Now what for Sir Keir Starmer and Labour after crushing Hartlepool defeat?
Labour’s crushing defeat in the Hartlepool by-election has already sparked recriminations and finger pointing, with the party quickly descending into factional warfare.
Labour left MPs have been reasonably quiet about their discontent with Sir Keir Starmer’s leadership and his attempt to moderate the party until now, however we should expect to see this change from today.
To put Labour’s Hartlepool loss into perspective, it is just the fourth occasion a government has won a seat off the opposition in a by-election since World War II.
Before today it was a constituency always held by Labour since its creation in 1974 and the party managed to hold onto it even in Boris Johnson’s 2019 landslide win – albeit with the help of the Brexit party splitting the right-wing vote.
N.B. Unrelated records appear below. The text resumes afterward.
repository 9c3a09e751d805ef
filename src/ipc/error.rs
use serde_json::json;

pub fn ok(id: &str, result: serde_json::Value) -> serde_json::Value {
    json!({
        "id": id,
        "ok": true,
        "result": result
    })
}

pub fn err(
    id: &str,
    code: &str,
    message: impl Into<String>,
    details: Option<serde_json::Value>,
) -> serde_json::Value {
    let mut error = json!({
        "code": code,
        "message": message.into(),
    });
    if let Some(d) = details {
        error["details"] = d;
    }
    json!({
        "id": id,
        "ok": false,
        "error": error,
    })
}
use crate::backup;
use crate::db;
use crate::ipc::error::{err, ok};
use crate::ipc::types::{AppState, Request};
use serde_json::json;
use std::path::PathBuf;

fn handle_backup_export_workspace_bundle(state: &mut AppState, req: &Request) -> serde_json::Value {
    let out_path = match req.params.get("outPath").and_then(|v| v.as_str()) {
        Some(v) if !v.trim().is_empty() => v.trim().to_string(),
        _ => return err(&req.id, "bad_params", "missing outPath", None),
    };
    let workspace_path = req
        .params
        .get("workspacePath")
        .and_then(|v| v.as_str())
        .map(PathBuf::from)
        .or_else(|| state.workspace.clone());
    let Some(workspace_path) = workspace_path else {
        return err(&req.id, "no_workspace", "select a workspace first", None);
    };

    if let Some(conn) = state.db.as_ref() {
        let _ = conn.execute_batch("PRAGMA wal_checkpoint(FULL)");
    }

    let out = PathBuf::from(&out_path);
    let export = match backup::export_workspace_bundle(&workspace_path, &out) {
        Ok(v) => v,
        Err(e) => {
            return err(
                &req.id,
                "export_failed",
                e.to_string(),
                Some(json!({ "path": out_path })),
            )
        }
    };

    ok(
        &req.id,
        json!({
            "ok": true,
            "path": out_path,
            "bundleFormat": export.bundle_format,
            "entryCount": export.entry_count,
            "dbSha256": export.db_sha256
        }),
    )
}

fn handle_backup_import_workspace_bundle(state: &mut AppState, req: &Request) -> serde_json::Value {
    let in_path = match req.params.get("inPath").and_then(|v| v.as_str()) {
        Some(v) if !v.trim().is_empty() => v.trim().to_string(),
        _ => return err(&req.id, "bad_params", "missing inPath", None),
    };
    let workspace_path = req
        .params
        .get("workspacePath")
        .and_then(|v| v.as_str())
        .map(PathBuf::from)
        .or_else(|| state.workspace.clone());
    let Some(workspace_path) = workspace_path else {
        return err(&req.id, "no_workspace", "select a workspace first", None);
    };

    let src = PathBuf::from(&in_path);
    if !src.is_file() {
        return err(
            &req.id,
            "not_found",
            "bundle file not found",
            Some(json!({ "path": in_path })),
        );
    }
    if let Err(e) = std::fs::create_dir_all(&workspace_path) {
        return err(
            &req.id,
            "import_failed",
            e.to_string(),
            Some(json!({ "path": workspace_path.to_string_lossy() })),
        );
    }

    // Drop open handle before replacing file.
    state.db = None;

    let import = match backup::import_workspace_bundle(&src, &workspace_path) {
        Ok(v) => v,
        Err(e) => {
            return err(
                &req.id,
                "import_failed",
                e.to_string(),
                Some(json!({ "path": src.to_string_lossy() })),
            )
        }
    };

    match db::open_db(&workspace_path) {
        Ok(conn) => {
            state.workspace = Some(workspace_path.clone());
            state.db = Some(conn);
            ok(
                &req.id,
                json!({
                    "ok": true,
                    "workspacePath": workspace_path.to_string_lossy(),
                    "bundleFormatDetected": import.bundle_format_detected,
                    "checksumVerified": import.checksum_verified
                }),
            )
        }
        Err(e) => err(&req.id, "db_open_failed", e.to_string(), None),
    }
}

pub fn try_handle(state: &mut AppState, req: &Request) -> Option<serde_json::Value> {
    match req.method.as_str() {
        "backup.exportWorkspaceBundle" => Some(handle_backup_export_workspace_bundle(state, req)),
        "backup.importWorkspaceBundle" => Some(handle_backup_import_workspace_bundle(state, req)),
        _ => None,
    }
}
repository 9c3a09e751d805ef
use anyhow::{anyhow, Context};
use serde_json::json;
use sha2::{Digest, Sha256};
use std::fs::File;
use std::io::{Read, Write};
use std::path::Path;
use std::time::{SystemTime, UNIX_EPOCH};
use zip::write::FileOptions;
use zip::{CompressionMethod, ZipArchive, ZipWriter};

const MANIFEST_ENTRY: &str = "manifest.json";
const DB_ENTRY: &str = "db/classhub.sqlite3";
const META_WORKSPACE_ENTRY: &str = "meta/workspace.json";
pub const BUNDLE_FORMAT_V1: &str = "classhub-workspace-v1";

#[derive(Debug, Clone)]
pub struct ExportSummary {
    pub bundle_format: String,
    pub entry_count: usize,
    pub db_sha256: String,
}

#[derive(Debug, Clone)]
pub struct ImportSummary {
    pub bundle_format_detected: String,
    pub checksum_verified: bool,
}

fn sha256_hex(bytes: &[u8]) -> String {
    let mut hasher = Sha256::new();
    hasher.update(bytes);
    format!("{:x}", hasher.finalize())
}

pub fn export_workspace_bundle(
    workspace_path: &Path,
    out_path: &Path,
) -> anyhow::Result<ExportSummary> {
    let db_path = workspace_path.join("classhub.sqlite3");
    if !db_path.is_file() {
        return Err(anyhow!(
            "workspace database not found: {}",
            db_path.to_string_lossy()
        ));
    }

    if let Some(parent) = out_path.parent() {
        std::fs::create_dir_all(parent)
            .with_context(|| format!("failed to create directory {}", parent.to_string_lossy()))?;
    }

    let db_bytes = std::fs::read(&db_path)
        .with_context(|| format!("failed to read database {}", db_path.to_string_lossy()))?;
    let db_sha256 = sha256_hex(&db_bytes);

    let out_file = File::create(out_path).with_context(|| {
        format!(
            "failed to create output file {}",
            out_path.to_string_lossy()
        )
    })?;
    let mut zip = ZipWriter::new(out_file);
    let opts = FileOptions::default().compression_method(CompressionMethod::Deflated);

    let exported_at = SystemTime::now()
        .duration_since(UNIX_EPOCH)
        .unwrap_or_default()
        .as_secs();
    let manifest = json!({
        "format": BUNDLE_FORMAT_V1,
        "version": 1,
        "appVersion": env!("CARGO_PKG_VERSION"),
        "exportedAt": exported_at,
        "dbSha256": db_sha256,
    });
    zip.start_file(MANIFEST_ENTRY, opts)
        .context("failed to start manifest entry")?;
    zip.write_all(
        serde_json::to_string_pretty(&manifest)
            .context("failed to serialize manifest")?
            .as_bytes(),
    )
    .context("failed to write manifest entry")?;

    zip.start_file(DB_ENTRY, opts)
        .context("failed to start database entry")?;
    zip.write_all(&db_bytes)
        .context("failed to write database entry")?;

    let workspace_meta = json!({
        "sourceWorkspace": workspace_path.to_string_lossy(),
    });
    zip.start_file(META_WORKSPACE_ENTRY, opts)
        .context("failed to start workspace metadata entry")?;
    zip.write_all(
        serde_json::to_string_pretty(&workspace_meta)
            .context("failed to serialize workspace metadata")?
            .as_bytes(),
    )
    .context("failed to write workspace metadata entry")?;

    zip.finish().context("failed to finalize zip bundle")?;

    Ok(ExportSummary {
        bundle_format: BUNDLE_FORMAT_V1.to_string(),
        entry_count: 3,
        db_sha256,
    })
}

pub fn import_workspace_bundle(
    in_path: &Path,
    workspace_path: &Path,
) -> anyhow::Result<ImportSummary> {
    std::fs::create_dir_all(workspace_path).with_context(|| {
        format!(
            "failed to create workspace {}",
            workspace_path.to_string_lossy()
        )
    })?;
    let dst = workspace_path.join("classhub.sqlite3");

    // A bare .sqlite3 file is accepted as a recovery path.
    if !is_zip_file(in_path)? {
        std::fs::copy(in_path, &dst).with_context(|| {
            format!(
                "failed to copy sqlite backup from {} to {}",
                in_path.to_string_lossy(),
                dst.to_string_lossy()
            )
        })?;
        return Ok(ImportSummary {
            bundle_format_detected: "bare-sqlite3".to_string(),
            checksum_verified: false,
        });
    }

    let in_file = File::open(in_path)
        .with_context(|| format!("failed to open bundle {}", in_path.to_string_lossy()))?;
    let mut archive = ZipArchive::new(in_file).context("invalid zip archive")?;

    let mut manifest_text = String::new();
    archive
        .by_name(MANIFEST_ENTRY)
        .context("bundle missing manifest.json")?
        .read_to_string(&mut manifest_text)
        .context("failed to read manifest.json")?;
    let manifest: serde_json::Value =
        serde_json::from_str(&manifest_text).context("manifest.json is invalid JSON")?;
    let format = manifest
        .get("format")
        .and_then(|v| v.as_str())
        .unwrap_or("");
    if format != BUNDLE_FORMAT_V1 {
        return Err(anyhow!("unsupported bundle format: {}", format));
    }
    let expected_sha = manifest
        .get("dbSha256")
        .and_then(|v| v.as_str())
        .map(|s| s.trim().to_ascii_lowercase())
        .filter(|s| !s.is_empty())
        .ok_or_else(|| anyhow!("manifest missing dbSha256"))?;

    let mut db_bytes = Vec::new();
    archive
        .by_name(DB_ENTRY)
        .context("bundle missing db/classhub.sqlite3")?
        .read_to_end(&mut db_bytes)
        .context("failed to extract database entry")?;
    let actual_sha = sha256_hex(&db_bytes);
    if actual_sha != expected_sha {
        return Err(anyhow!(
            "bundle checksum mismatch: manifest {} but database entry {}",
            expected_sha,
            actual_sha
        ));
    }

    let tmp_dst = workspace_path.join("classhub.sqlite3.importing");
    if tmp_dst.exists() {
        let _ = std::fs::remove_file(&tmp_dst);
    }
    let mut db_out = File::create(&tmp_dst).with_context(|| {
        format!(
            "failed to create temp database {}",
            tmp_dst.to_string_lossy()
        )
    })?;
    db_out
        .write_all(&db_bytes)
        .context("failed to write extracted database")?;
    db_out
        .flush()
        .context("failed to flush extracted database")?;
    drop(db_out);

    if dst.exists() {
        std::fs::remove_file(&dst).with_context(|| {
            format!(
                "failed to remove existing database {}",
                dst.to_string_lossy()
            )
        })?;
    }
    std::fs::rename(&tmp_dst, &dst).with_context(|| {
        format!(
            "failed to move extracted database to {}",
            dst.to_string_lossy()
        )
    })?;

    Ok(ImportSummary {
        bundle_format_detected: BUNDLE_FORMAT_V1.to_string(),
        checksum_verified: true,
    })
}

fn is_zip_file(path: &Path) -> anyhow::Result<bool> {
    let mut f = File::open(path)
        .with_context(|| format!("failed to open input file {}", path.to_string_lossy()))?;
    let mut sig = [0u8; 4];
    let read = f.read(&mut sig).context("failed to read file signature")?;
    if read < 4 {
        return Ok(false);
    }
    Ok(sig == [0x50, 0x4B, 0x03, 0x04])
}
The party is also expected to lose key mayoral elections in Tees Valley and the West Midlands – the kind of areas it needs to win in the next election if it is to form government.
Starmer has already come under pressure for losing a seat that Jeremy Corbyn managed to win, however there have not yet been calls for him to resign.
The party’s 30-odd left-wing Corbynista MPs, who make up the Socialist Campaign Group, are pushing for the leadership to revert back to the more radical left-wing platform that delivered the party its worst election defeat since 1935.
The likely next step, when this doesn’t happen, will be an escalation of attacks against Starmer by the left in an attempt to bring down his leadership.
Former shadow home secretary, and close Corbyn ally, Diane Abbott said: “Not possible to blame Jeremy Corbyn for this result.
“Labour won the seat twice under his leadership. Keir Starmer must think again about his strategy.”
Starmer’s team are pulling in the other direction, with a Labour source saying “Labour has not changed nearly enough for voters to place their trust in us” and that “Keir has said he will take responsibility for these results”.
“Labour now must accelerate the programme of change in our party, to win back the trust and faith of working people across Britain,” they said.
What this looks like exactly is unclear, however the party may look to present itself as more economically aspirational to try and match the Tories’ “levelling up” agenda.
Tougher stances on things like crime could also be under consideration.
A moderate Labour frontbencher told City A.M. that a cabinet reshuffle was a near certainty to happen very soon.
Shadow chancellor Anneliese Dodds has not managed to make an impact on the electorate and neither have other Labour MPs in prominent positions like shadow home secretary Nick Thomas-Symonds.
However, the source added that a reshuffle “alone isn’t going to fix the problem”.
“We have to face up to the degree of the rejection – on policy, on culture and other things,” they said.
“We’ve got a new shadow cabinet and a new leader but it hasn’t helped – a new leader on its own isn’t enough. We need to show new leadership every single day and we need to be making that case every day.”
Labour Brighton and Kemptown MP Lloyd Russell-Moyle, on the party’s left, feels differently.
Early this morning, he tweeted: “Good to see valueless flag waving and suit wearing working so well … or not?”
Starmer escaped having to fight a civil war against the left when elected leader last year as Covid-19 dominated headlines and people’s priorities.
It also helped that he shot out to polling leads last year and looked like a breath of fresh air.
However, with the the virus under control and Labour getting hammered by the electorate it looks like SW1 has resumed to politics as usual.